Lab 4: Caches and Cache-Friendly Code
Overview
Learning Objectives:
- Given a provided cache, determine the cache size, block size, and associativity.
- Explain how the different cache parameters impact cache performance.
- Given a set of cache parameters and a task requiring frequent memory accesses, devise a function to complete the task with as few cache misses as possible.
- Given two functions performing the same task in different ways, compare and contrast how each method will perform as a result cache properties.
Note: is designed to help give you intuition about caches that should be useful throughout this lab, particularly for Part 2.
In the first part of this lab, Chip D. Signer, Ph.D., is trying to reverse engineer a competitor's microprocessors to discover their cache geometries and has recruited you to help. Instead of running programs on these processors and inferring the cache layout from timing results, you will approximate his work by using a simulator.
The second part of this lab involves trying to design a matrix transpose function that has as few cache misses as possible.
Code for this lab
Browser: | |
Terminal: | wget https://courses.cs.washington.edu/courses/cse351/24su/labs/lab4.tar.gz |
Unzip: | Running tar xzf lab4.tar.gz from the terminal
will extract the lab files to a directory called
lab4 with the following files:
Part 1
Part 2
Both Parts
Synthesis
|
Lab 4 Part 1 Instructions
Inferring Mystery Cache Geometries [18 points]
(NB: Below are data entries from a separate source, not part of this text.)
impl Expr {
    /// Number of leaf predicates; the specificity measure for rule ordering
    pub fn predicate_count(&self) -> u32 {
        match self {
            Expr::And(l, r) | Expr::Or(l, r) => l.predicate_count() + r.predicate_count(),
            Expr::Not(e) => e.predicate_count(),
            Expr::Bool(_) | Expr::Num(_) | Expr::Str(_) => 0,
            Expr::QueryLayer
            | Expr::Property(..)
            | Expr::Method(..)
            | Expr::Compare(..)
            | Expr::In(..) => 1,
        }
    }

    /// Net class names compared against literally (`A.NetClass == 'X'`)
    pub fn referenced_net_classes(&self) -> Vec<String> {
        let mut names = Vec::new();
        self.collect_net_classes(&mut names);
        names
    }

    fn collect_net_classes(&self, out: &mut Vec<String>) {
        let is_net_class = |e: &Expr| matches!(e, Expr::Property(_, Property::NetClass));
        match self {
            Expr::And(l, r) | Expr::Or(l, r) => {
                l.collect_net_classes(out);
                r.collect_net_classes(out);
            }
            Expr::Not(e) => e.collect_net_classes(out),
            Expr::Compare(CmpOp::Eq | CmpOp::Ne, l, r) => match (l.as_ref(), r.as_ref()) {
                (p, Expr::Str(s)) | (Expr::Str(s), p) if is_net_class(p) => out.push(s.clone()),
                _ => {}
            },
            Expr::In(l, list) if is_net_class(l.as_ref()) => {
                out.extend(list.iter().filter_map(|e| match e {
                    Expr::Str(s) => Some(s.clone()),
                    _ => None,
                }));
            }
            _ => {}
        }
    }

    pub fn evaluate(&self, ctx: &EvalContext<'_>) -> Value {
        match self {
            Expr::Bool(b) => Value::Bool(*b),
            Expr::Num(n) => Value::Num(*n),
            Expr::Str(s) => Value::Str(s.clone()),
            Expr::QueryLayer => match ctx.layer {
                Some(layer) => Value::Str(layer.name().to_string()),
                None => Value::Undefined,
            },
            Expr::Property(which, prop) => match ctx.item(*which) {
                Some(item) => property_value(item, *prop, ctx.settings),
                None => Value::Undefined,
            },
            Expr::Method(which, method) => match ctx.item(*which) {
                Some(item) => method_value(item, method),
                None => Value::Undefined,
            },
            Expr::Not(e) => match e.evaluate(ctx) {
                Value::Bool(b) => Value::Bool(!b),
                _ => Value::Undefined,
            },
            Expr::And(l, r) => match (l.evaluate(ctx), r.evaluate(ctx)) {
                (Value::Bool(false), _) | (_, Value::Bool(false)) => Value::Bool(false),
                (Value::Bool(true), Value::Bool(true)) => Value::Bool(true),
                _ => Value::Undefined,
            },
            Expr::Or(l, r) => match (l.evaluate(ctx), r.evaluate(ctx)) {
                (Value::Bool(true), _) | (_, Value::Bool(true)) => Value::Bool(true),
                (Value::Bool(false), Value::Bool(false)) => Value::Bool(false),
                _ => Value::Undefined,
            },
            Expr::Compare(op, l, r) => compare(*op, &l.evaluate(ctx), &r.evaluate(ctx)),
            Expr::In(l, list) => {
                let needle = l.evaluate(ctx);
                if needle == Value::Undefined {
                    return Value::Undefined;
                }
                let found = list
                    .iter()
                    .any(|e| compare(CmpOp::Eq, &needle, &e.evaluate(ctx)) == Value::Bool(true));
                Value::Bool(found)
            }
        }
    }
}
Each of the "processors" is provided as an object file
(.o
file) against which you will link your code.
The file mystery-cache.h
defines the function interface
that these object files export.
It includes a typedef for a type addr_t
(an unsigned
8-byte integer) which is what these (pretend) caches use for
"addresses", or you can use any convenient integer type.
typedef unsigned long long addr_t; typedef unsigned char bool_t; #define TRUE 1 #define FALSE 0 /** Lookup an address in the cache. Returns TRUE if the access hits, FALSE if it misses. */ bool_t access_cache(addr_t address); /** Clears all words in the cache. Useful for helping you reason about the cache transitions, by starting from a known state. */ void flush_cache(void);
Your job is to complete the 3 functions in
cache-test-skel.c
that have
/* YOUR CODE GOES HERE */
comments in them, which, when
linked with one of these cache object files, will determine and then
output the (1) block size, (2) cache size, and (3) associativity.
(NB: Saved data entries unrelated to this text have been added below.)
/// Rules synthesized from the legacy settings, already in resolution order:
/// net classes by descending clearance, then micro-via minimums, then the
/// unconditional board minimums.
fn implicit_rules(settings: &DesignSettings) -> Vec<Rule> {
    let mut classes: Vec<&NetClass> = settings.net_classes.iter().collect();
    classes.sort_by(|a, b| b.clearance.total_cmp(&a.clearance));

    let mut builder = ImplicitBuilder { rules: Vec::new() };

    for nc in &classes {
        let class_expr = eq(prop(Property::NetClass), &nc.name);
        builder.add(
            format!("netclass '{}'", nc.name),
            Some(Condition::from_expr(format!("A.NetClass == '{}'", nc.name), class_expr)),
            vec![
                (ConstraintType::Clearance, MinOptMax::min(nc.clearance)),
                (
                    ConstraintType::TrackWidth,
                    MinOptMax { min: Some(settings.min_track_width), opt: Some(nc.track_width), max: None },
                ),
            ],
        );
    }

    for nc in &classes {
        let via_expr = and(
            and(eq(prop(Property::Type), ItemKind::Via.type_name()), eq(prop(Property::NetClass), &nc.name)),
            Expr::Not(Box::new(is_micro_via())),
        );
        builder.add(
            format!("netclass '{}' (vias)", nc.name),
            Some(Condition::from_expr(
                format!("A.Type == 'Via' && A.NetClass == '{}' && !A.isMicroVia()", nc.name),
                via_expr,
            )),
            vec![
                (
                    ConstraintType::ViaDiameter,
                    MinOptMax { min: Some(settings.min_via_diameter), opt: Some(nc.via_diameter), max: None },
                ),
                (
                    ConstraintType::HoleSize,
                    MinOptMax { min: Some(settings.min_through_hole), opt: Some(nc.via_drill), max: None },
                ),
            ],
        );

        let uvia_expr = and(eq(prop(Property::NetClass), &nc.name), is_micro_via());
        builder.add(
            format!("netclass '{}' (micro vias)", nc.name),
            Some(Condition::from_expr(
                format!("A.NetClass == '{}' && A.isMicroVia()", nc.name),
                uvia_expr,
            )),
            vec![
                (
                    ConstraintType::ViaDiameter,
                    MinOptMax {
                        min: Some(settings.min_microvia_diameter),
                        opt: Some(nc.microvia_diameter),
                        max: None,
                    },
                ),
                (
                    ConstraintType::HoleSize,
                    MinOptMax { min: Some(settings.min_microvia_drill), opt: Some(nc.microvia_drill), max: None },
                ),
            ],
        );
    }

    builder.add(
        "board setup micro-via constraints".to_string(),
        Some(Condition::from_expr("A.isMicroVia()".to_string(), is_micro_via())),
        vec![
            (ConstraintType::ViaDiameter, MinOptMax::min(settings.min_microvia_diameter)),
            (ConstraintType::HoleSize, MinOptMax::min(settings.min_microvia_drill)),
        ],
    );

    builder.add(
        "board setup constraints".to_string(),
        None,
        vec![
            (ConstraintType::Clearance, MinOptMax::min(settings.min_clearance)),
            (ConstraintType::HoleClearance, MinOptMax::min(settings.min_hole_clearance)),
            (ConstraintType::HoleToHole, MinOptMax::min(settings.min_hole_to_hole)),
            (ConstraintType::TrackWidth, MinOptMax::min(settings.min_track_width)),
            (ConstraintType::ViaDiameter, MinOptMax::min(settings.min_via_diameter)),
            (ConstraintType::AnnularWidth, MinOptMax::min(settings.min_via_annular_width)),
            (ConstraintType::HoleSize, MinOptMax::min(settings.min_through_hole)),
            (ConstraintType::CourtyardClearance, MinOptMax::min(settings.min_courtyard_clearance)),
        ],
    );

    builder.rules
}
You will use the functions above to perform cache accesses and use
your observations of which ones hit and miss to determine the
parameters of four mystery caches.
- You can assume that all of the caches have sizes that are powers of 2 and use a least recently used (LRU) replacement policy.
- You cannot assume anything else about the cache parameters except what you can infer from the cache size.
flush_cache
and access_cache
inside of your functions.
For example, you may not call get_block_size()
inside of get_cache_assoc
.
Part I Testing
Recall that you will be determining the (1) block size, (2) cache
size, and (3) associativity.
To help sanity check your functions, some of the provided object
files are named with this information (e.g.,
cache_65536c_2e_16k.o
is a 65536 Byte
capacity, 2-way
set-associative cache with 16
Byte blocks).
The provided Makefile
includes a target
cache-test.
To use it, set TEST_CACHE to one of the provided object
files.
For example, the commands:
$ make cache-test TEST_CACHE=caches/cache_65536c_2e_16k.o $ ./cache-test
will create and then run an executable cache-test
that
connects your cache-inference code to the cache object with known
parameters mentioned above.
As you implement the functions in cache-test-skel.c
you
may want to test each function individually.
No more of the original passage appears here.